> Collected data
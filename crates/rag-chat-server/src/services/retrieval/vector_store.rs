//! File-backed vector store.
//!
//! A store directory holds `index.json` (`{"dimension": d, "vectors": [[..]]}`)
//! and `metadata.json` (an array of objects; `text` is the chunk text, every
//! other field is passed through as result metadata).

use async_trait::async_trait;
use serde::Deserialize;
use serde_json::{Map, Value};
use std::fs::File;
use std::io::BufReader;
use std::path::{Path, PathBuf};
use std::sync::Arc;
use std::time::Instant;
use tracing::{debug, info, warn};

use super::{RetrievalBackendFactory, RetrievalHandle, RetrievalResult};
use crate::services::embedding_service::EmbeddingProvider;
use crate::utils::error::ChatError;
use crate::utils::similarity::cosine_similarity;

pub const INDEX_FILE: &str = "index.json";
pub const METADATA_FILE: &str = "metadata.json";

#[derive(Debug, Deserialize)]
struct IndexFile {
    dimension: usize,
    vectors: Vec<Vec<f32>>,
}

/// Index vectors and per-vector metadata, fully loaded in memory.
#[derive(Debug)]
pub struct VectorStore {
    store_dir: PathBuf,
    dimension: usize,
    vectors: Vec<Vec<f32>>,
    metadata: Vec<Map<String, Value>>,
}

impl VectorStore {
    /// Blocking load of both files. Call from a blocking context.
    pub fn load(store_dir: impl AsRef<Path>) -> Result<Self, ChatError> {
        let start_time = Instant::now();
        let store_dir = store_dir.as_ref().to_path_buf();
        let index_path = store_dir.join(INDEX_FILE);
        let metadata_path = store_dir.join(METADATA_FILE);

        if !index_path.exists() {
            return Err(ChatError::unavailable(format!(
                "Vector index not found at {}",
                index_path.display()
            )));
        }
        if !metadata_path.exists() {
            return Err(ChatError::unavailable(format!(
                "Metadata file not found at {}",
                metadata_path.display()
            )));
        }

        info!("Loading vector index from {}", index_path.display());
        let index: IndexFile = read_json(&index_path)?;

        if index.dimension == 0 {
            return Err(ChatError::unavailable("Vector index declares dimension 0"));
        }
        if let Some(pos) = index.vectors.iter().position(|v| v.len() != index.dimension) {
            return Err(ChatError::unavailable(format!(
                "Vector {} has dimension {}, index declares {}",
                pos,
                index.vectors[pos].len(),
                index.dimension
            )));
        }

        info!("Loading metadata from {}", metadata_path.display());
        let metadata: Vec<Map<String, Value>> = read_json(&metadata_path)?;

        if index.vectors.len() != metadata.len() {
            warn!(
                "Vector store mismatch: index has {} vectors, metadata contains {} entries",
                index.vectors.len(),
                metadata.len()
            );
        }

        info!(
            "Vector store {} loaded in {:.2?} ({} vectors, dim {})",
            store_dir.display(),
            start_time.elapsed(),
            index.vectors.len(),
            index.dimension
        );

        Ok(Self {
            store_dir,
            dimension: index.dimension,
            vectors: index.vectors,
            metadata,
        })
    }

    pub fn store_dir(&self) -> &Path {
        &self.store_dir
    }

    pub fn dimension(&self) -> usize {
        self.dimension
    }

    pub fn len(&self) -> usize {
        self.vectors.len()
    }

    pub fn is_empty(&self) -> bool {
        self.vectors.is_empty()
    }

    /// Brute-force cosine ranking of `query` against every stored vector.
    pub fn nearest(&self, query: &[f32], top_k: usize) -> Result<Vec<RetrievalResult>, ChatError> {
        if query.len() != self.dimension {
            return Err(ChatError::Validation(format!(
                "Embedding dimension {} does not match index dimension {}",
                query.len(),
                self.dimension
            )));
        }

        let mut scored = self
            .vectors
            .iter()
            .enumerate()
            .map(|(idx, vector)| cosine_similarity(query, vector).map(|score| (idx, score)))
            .collect::<Result<Vec<_>, _>>()?;

        scored.sort_by(|a, b| b.1.total_cmp(&a.1));
        scored.truncate(top_k.min(self.vectors.len()));

        let results = scored
            .into_iter()
            .map(|(idx, score)| {
                let mut metadata = self.metadata.get(idx).cloned().unwrap_or_default();
                let text = match metadata.remove("text") {
                    Some(Value::String(text)) => text,
                    _ => String::new(),
                };
                RetrievalResult {
                    id: idx,
                    score,
                    text,
                    metadata,
                }
            })
            .collect::<Vec<_>>();

        debug!("Search returned {} result(s)", results.len());
        Ok(results)
    }
}

fn read_json<T: serde::de::DeserializeOwned>(path: &Path) -> Result<T, ChatError> {
    let file = File::open(path)
        .map_err(|e| ChatError::unavailable(format!("Failed to open {}: {}", path.display(), e)))?;

    serde_json::from_reader(BufReader::new(file))
        .map_err(|e| ChatError::unavailable(format!("Failed to parse {}: {}", path.display(), e)))
}

/// A loaded store paired with the query encoder.
pub struct VectorStoreHandle {
    store: VectorStore,
    embedder: Arc<dyn EmbeddingProvider>,
}

impl VectorStoreHandle {
    pub fn new(store: VectorStore, embedder: Arc<dyn EmbeddingProvider>) -> Self {
        Self { store, embedder }
    }
}

#[async_trait]
impl RetrievalHandle for VectorStoreHandle {
    async fn search(&self, query: &str, top_k: usize) -> Result<Vec<RetrievalResult>, ChatError> {
        if query.trim().is_empty() {
            return Err(ChatError::invalid("Query text must not be empty"));
        }
        if top_k == 0 {
            return Err(ChatError::invalid("top_k must be a positive integer"));
        }

        info!("Embedding query for retrieval (top_k={})", top_k);
        let embed_start = Instant::now();
        let embedding = self.embedder.embed(query).await?;
        debug!("Embedding completed in {:.2?}", embed_start.elapsed());

        self.store.nearest(&embedding, top_k)
    }
}

/// Opens `VectorStoreHandle`s from store directories.
pub struct VectorStoreFactory {
    embedder: Arc<dyn EmbeddingProvider>,
}

impl VectorStoreFactory {
    pub fn new(embedder: Arc<dyn EmbeddingProvider>) -> Self {
        Self { embedder }
    }
}

#[async_trait]
impl RetrievalBackendFactory for VectorStoreFactory {
    async fn open(&self, location: &str) -> Result<Arc<dyn RetrievalHandle>, ChatError> {
        let store_dir = PathBuf::from(location);
        let store = tokio::task::spawn_blocking(move || VectorStore::load(store_dir))
            .await
            .map_err(|e| ChatError::Internal(format!("Vector store load task failed: {}", e)))??;

        Ok(Arc::new(VectorStoreHandle::new(store, self.embedder.clone())))
    }
}
//! Prompt cost estimation.
//!
//! Approximation of 4 characters per unit, not a real tokenizer. Every
//! message costs at least one unit so empty turns still count.

use crate::models::chat::ChatMessage;

pub const CHARS_PER_TOKEN: usize = 4;

/// Estimate the cost of a single piece of text: `max(1, chars / 4)`.
pub fn estimate_tokens(text: &str) -> usize {
    (text.chars().count() / CHARS_PER_TOKEN).max(1)
}

/// Sum of per-message estimates.
pub fn estimate_messages_tokens(messages: &[ChatMessage]) -> usize {
    messages
        .iter()
        .map(|msg| estimate_tokens(&msg.content))
        .sum()
}
pub mod config;
pub mod handlers;
pub mod logging;
pub mod models;
pub mod services;
pub mod state;
pub mod utils;

use axum::{
    routing::{get, post},
    Router,
};
use std::sync::Arc;
use tower_http::{
    cors::CorsLayer,
    trace::{DefaultMakeSpan, TraceLayer},
};
use tracing::info;

use config::Settings;
use services::retrieval::{ContextProvider, VectorStoreFactory};
use services::{ChatService, EmbeddingService, LlmService, RetrievalRouter};
use state::AppState;
use utils::error::ChatError;

/// Wire the services described by `settings`.
pub fn build_state(settings: &Settings) -> Result<AppState, ChatError> {
    let llm_service = Arc::new(LlmService::new(settings.llm.clone())?);

    let retrieval = if settings.retrieval.enabled {
        let embedding_service = Arc::new(EmbeddingService::new(
            settings.retrieval.embedding.clone(),
        )?);
        let factory = Arc::new(VectorStoreFactory::new(embedding_service));
        info!(
            "Retrieval enabled (handle ttl: {:?})",
            settings.retrieval.cache_ttl()
        );
        Some(Arc::new(RetrievalRouter::new(
            settings.retrieval.cache_ttl(),
            factory,
        )))
    } else {
        info!("Retrieval disabled");
        None
    };

    let context_provider = retrieval
        .clone()
        .map(|router| router as Arc<dyn ContextProvider>);

    let chat_service = Arc::new(ChatService::new(
        settings.chat.clone(),
        llm_service,
        context_provider,
    ));

    Ok(AppState {
        chat_service,
        retrieval,
    })
}

pub fn build_router(state: AppState) -> Router {
    Router::new()
        .route("/health", get(handlers::health::health_check))
        .route("/chat", post(handlers::chat::chat_stream_handler))
        .route(
            "/chat/history/{session_id}",
            get(handlers::history::history_handler),
        )
        .route(
            "/chat/sessions",
            get(handlers::history::list_sessions_handler),
        )
        .route(
            "/vector-store/query",
            post(handlers::retrieval::vector_store_query_handler),
        )
        .with_state(state)
        .layer(CorsLayer::permissive())
        .layer(
            TraceLayer::new_for_http()
                .make_span_with(DefaultMakeSpan::default().include_headers(true)),
        )
}
use crate::models::chat::ChatMessage;

pub const SUMMARY_NOTE_PREFIX: &str = "Conversation summary: ";
pub const CONTEXT_NOTE_PREFIX: &str = "Context for this turn:\n";

pub fn summary_note(summary: &str) -> ChatMessage {
    ChatMessage::system(format!("{}{}", SUMMARY_NOTE_PREFIX, summary))
}

pub fn context_note(context: &str) -> ChatMessage {
    ChatMessage::system(format!("{}{}", CONTEXT_NOTE_PREFIX, context))
}

/// Renders session memory into the message list sent to the model.
pub struct PromptAssembler;

impl PromptAssembler {
    /// `[system] [summary?] [context?] history...`
    ///
    /// Grounding notes always precede the literal conversation, and history
    /// is passed through in stored order.
    pub fn assemble(
        system_prompt: &str,
        summary: &str,
        context: &str,
        history: &[ChatMessage],
    ) -> Vec<ChatMessage> {
        let mut prompt = Vec::with_capacity(history.len() + 3);
        prompt.push(ChatMessage::system(system_prompt));

        if !summary.is_empty() {
            prompt.push(summary_note(summary));
        }
        if !context.is_empty() {
            prompt.push(context_note(context));
        }

        prompt.extend_from_slice(history);
        prompt
    }

    /// Request asking the model to compact `history`.
    pub fn summary_request(summarise_prompt: &str, history: &[ChatMessage]) -> Vec<ChatMessage> {
        let transcript = history
            .iter()
            .map(|m| format!("{}: {}", m.role.as_str(), m.content))
            .collect::<Vec<_>>()
            .join("\n");

        vec![
            ChatMessage::system(summarise_prompt),
            ChatMessage::user(transcript),
        ]
    }

    pub fn intent_request(intent_prompt: &str, latest_user_message: &str) -> Vec<ChatMessage> {
        vec![
            ChatMessage::system(intent_prompt),
            ChatMessage::user(latest_user_message),
        ]
    }
}
pub mod settings;

pub use settings::{
    ChatConfig, EmbeddingConfig, LlmConfig, LogFormat, LoggingConfig, RetrievalConfig,
    ServerConfig, Settings,
};
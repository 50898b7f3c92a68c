use axum::{
    body::Body,
    extract::State,
    http::header,
    response::{IntoResponse, Response},
    Json,
};
use std::sync::Arc;
use tracing::info;

use crate::models::chat::ChatRequest;
use crate::services::ChatService;
use crate::utils::error::ChatError;

/// Streams the reply as `text/plain`. Bad input is rejected with 400
/// before any body is sent; a backend failure mid-stream aborts the body.
pub async fn chat_stream_handler(
    State(chat_service): State<Arc<ChatService>>,
    Json(request): Json<ChatRequest>,
) -> Result<Response, ChatError> {
    info!(
        "Chat request: session={}, message_len={}, store={:?}",
        request.session_id,
        request.message.len(),
        request.vector_store_dir
    );

    let options = request.options();
    let stream = chat_service
        .stream_chat(&request.session_id, &request.message, options)
        .await?;

    Ok((
        [(header::CONTENT_TYPE, "text/plain; charset=utf-8")],
        Body::from_stream(stream),
    )
        .into_response())
}
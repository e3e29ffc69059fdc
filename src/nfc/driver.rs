use std::fmt;
use std::time::Duration;

use anyhow::Result;

use super::codec::Block;

/// Identifier returned by a successful discovery.
///
/// Only meaningful for the operation that discovered it.
#[derive(Clone, PartialEq, Eq)]
pub struct TagId(Vec<u8>);

impl TagId {
    pub fn new(bytes: impl Into<Vec<u8>>) -> Self {
        TagId(bytes.into())
    }

    pub fn as_bytes(&self) -> &[u8] {
        &self.0
    }

    /// Upper-case hex, the form handed back to API callers.
    pub fn to_hex(&self) -> String {
        hex::encode_upper(&self.0)
    }
}

impl fmt::Display for TagId {
    fn fmt(&self, f: &mut fmt::Formatter<'_>) -> fmt::Result {
        f.write_str(&self.to_hex())
    }
}

impl fmt::Debug for TagId {
    fn fmt(&self, f: &mut fmt::Formatter<'_>) -> fmt::Result {
        write!(f, "TagId({})", self.to_hex())
    }
}

/// Reader-side operations needed by the block protocol.
///
/// Lets the session work the same against a PC/SC reader and the in-memory
/// simulated tag. Block calls address the tag found by the last successful
/// `discover_tag`.
pub trait TagDriver: Send + Sync {
    /// One poll attempt, waiting at most `poll_timeout` for a tag.
    fn discover_tag(&mut self, poll_timeout: Duration) -> Result<Option<TagId>>;

    /// Read a single 4-byte block. `Ok(None)` means the reader answered without data.
    fn read_block(&mut self, block: u8) -> Result<Option<Block>>;

    /// Write a single 4-byte block.
    fn write_block(&mut self, block: u8, data: &Block) -> Result<()>;

    /// Switch the busy indicator. Failures are logged by the implementation.
    fn set_indicator(&mut self, on: bool);

    /// Drop the connection to the current tag, if any.
    fn release(&mut self) {}
}

impl<T: TagDriver + ?Sized> TagDriver for Box<T> {
    fn discover_tag(&mut self, poll_timeout: Duration) -> Result<Option<TagId>> {
        (**self).discover_tag(poll_timeout)
    }

    fn read_block(&mut self, block: u8) -> Result<Option<Block>> {
        (**self).read_block(block)
    }

    fn write_block(&mut self, block: u8, data: &Block) -> Result<()> {
        (**self).write_block(block, data)
    }

    fn set_indicator(&mut self, on: bool) {
        (**self).set_indicator(on)
    }

    fn release(&mut self) {
        (**self).release()
    }
}
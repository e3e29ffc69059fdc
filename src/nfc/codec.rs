//! Payload <-> block conversion.
//!
//! Tags have no length field, so the payload length is recovered on read by
//! trimming the zero padding added on write. A payload that really ends in a
//! zero byte loses that byte, and an all-zero block inside a payload ends a
//! read early. Both are logged on write and otherwise accepted.

use crate::error::TagError;

/// Bytes per NTAG page.
pub const BLOCK_SIZE: usize = 4;

pub type Block = [u8; BLOCK_SIZE];

/// All-zero block, used for clearing and as the end-of-data marker.
pub const EMPTY_BLOCK: Block = [0; BLOCK_SIZE];

/// A payload cut into zero-padded blocks.
#[derive(Debug, Clone, PartialEq, Eq)]
pub struct Encoded {
    pub blocks: Vec<Block>,
    /// Length of the payload before padding.
    pub original_len: usize,
}

impl Encoded {
    pub fn padded_len(&self) -> usize {
        self.blocks.len() * BLOCK_SIZE
    }

    pub fn padding(&self) -> usize {
        self.padded_len() - self.original_len
    }

    /// Index of the first all-zero block, if the payload itself contains one.
    ///
    /// Reads stop at such a block, so everything from there on is lost.
    pub fn interior_terminator(&self) -> Option<usize> {
        self.blocks.iter().position(is_terminator)
    }
}

pub fn encode(payload: &[u8]) -> Encoded {
    let blocks = payload
        .chunks(BLOCK_SIZE)
        .map(|chunk| {
            let mut block = EMPTY_BLOCK;
            block[..chunk.len()].copy_from_slice(chunk);
            block
        })
        .collect();

    Encoded {
        blocks,
        original_len: payload.len(),
    }
}

/// Concatenate blocks in address order and strip the trailing zero padding.
///
/// No blocks at all is `NoDataFound`; blocks that trim down to nothing is
/// `AllZero`.
pub fn decode(blocks: &[Block]) -> Result<Vec<u8>, TagError> {
    if blocks.is_empty() {
        return Err(TagError::NoDataFound);
    }

    let mut data: Vec<u8> = blocks.iter().flatten().copied().collect();
    let end = data.iter().rposition(|&b| b != 0).map_or(0, |i| i + 1);
    data.truncate(end);

    if data.is_empty() {
        return Err(TagError::AllZero);
    }
    Ok(data)
}

pub fn is_terminator(block: &Block) -> bool {
    *block == EMPTY_BLOCK
}

#[cfg(test)]
mod tests {
    use super::*;

    #[test]
    fn pads_to_block_boundary() {
        let encoded = encode(b"hello");
        assert_eq!(encoded.blocks, vec![*b"hell", [b'o', 0, 0, 0]]);
        assert_eq!(encoded.original_len, 5);
        assert_eq!(encoded.padded_len(), 8);
        assert_eq!(encoded.padding(), 3);
    }

    #[test]
    fn aligned_payload_gets_no_padding() {
        let encoded = encode(&[1, 2, 3, 4, 5, 6, 7, 8]);
        assert_eq!(encoded.blocks.len(), 2);
        assert_eq!(encoded.padding(), 0);
    }

    #[test]
    fn padding_is_always_less_than_a_block() {
        for len in 0..=33usize {
            let payload: Vec<u8> = (1..=len).map(|i| i as u8).collect();
            let encoded = encode(&payload);
            assert!(encoded.padded_len() >= len);
            assert!(encoded.padded_len() - len < BLOCK_SIZE);
        }
    }

    #[test]
    fn empty_payload_encodes_to_nothing() {
        let encoded = encode(&[]);
        assert!(encoded.blocks.is_empty());
        assert_eq!(encoded.padded_len(), 0);
    }

    #[test]
    fn decode_reverses_encode() {
        for len in 1..=33usize {
            // no zero bytes, so trimming cannot eat payload
            let payload: Vec<u8> = (1..=len).map(|i| (i % 255) as u8 + 1).collect();
            assert_eq!(decode(&encode(&payload).blocks).unwrap(), payload, "len {len}");
        }
        let json = b"{\"id\":\"x\"}";
        assert_eq!(decode(&encode(json).blocks).unwrap(), json);
    }

    #[test]
    fn decode_strips_terminator_block() {
        let blocks = [*b"abcd", [b'e', 0, 0, 0], EMPTY_BLOCK];
        assert_eq!(decode(&blocks).unwrap(), b"abcde");
    }

    #[test]
    fn decode_keeps_interior_zero_bytes() {
        let blocks = [[b'a', 0, b'b', 0], [0, 0, 0, 0]];
        assert_eq!(decode(&blocks).unwrap(), vec![b'a', 0, b'b']);
    }

    #[test]
    fn trailing_zero_byte_is_lost() {
        let payload = [1, 2, 0];
        assert_eq!(decode(&encode(&payload).blocks).unwrap(), vec![1, 2]);
    }

    #[test]
    fn no_blocks_is_no_data_found() {
        assert!(matches!(decode(&[]), Err(TagError::NoDataFound)));
    }

    #[test]
    fn all_zero_blocks_are_all_zero() {
        assert!(matches!(decode(&[EMPTY_BLOCK]), Err(TagError::AllZero)));
        assert!(matches!(
            decode(&[EMPTY_BLOCK, EMPTY_BLOCK]),
            Err(TagError::AllZero)
        ));
    }

    #[test]
    fn finds_interior_terminator() {
        let mut payload = b"abcd".to_vec();
        payload.extend_from_slice(&[0, 0, 0, 0]);
        payload.extend_from_slice(b"efgh");
        assert_eq!(encode(&payload).interior_terminator(), Some(1));
        assert_eq!(encode(b"abcdefgh").interior_terminator(), None);
    }
}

> TASK PROMPT
In the data above, find the line that contains "use crate::utils::similarity::cosine_similarity;", then reproduce exactly every line from the first line through that line.

> ANSWER TO THIS TASK
filename crates/rag-chat-server/src/services/retrieval/vector_store.rs
//! File-backed vector store.
//!
//! A store directory holds `index.json` (`{"dimension": d, "vectors": [[..]]}`)
//! and `metadata.json` (an array of objects; `text` is the chunk text, every
//! other field is passed through as result metadata).

use async_trait::async_trait;
use serde::Deserialize;
use serde_json::{Map, Value};
use std::fs::File;
use std::io::BufReader;
use std::path::{Path, PathBuf};
use std::sync::Arc;
use std::time::Instant;
use tracing::{debug, info, warn};

use super::{RetrievalBackendFactory, RetrievalHandle, RetrievalResult};
use crate::services::embedding_service::EmbeddingProvider;
use crate::utils::error::ChatError;
use crate::utils::similarity::cosine_similarity;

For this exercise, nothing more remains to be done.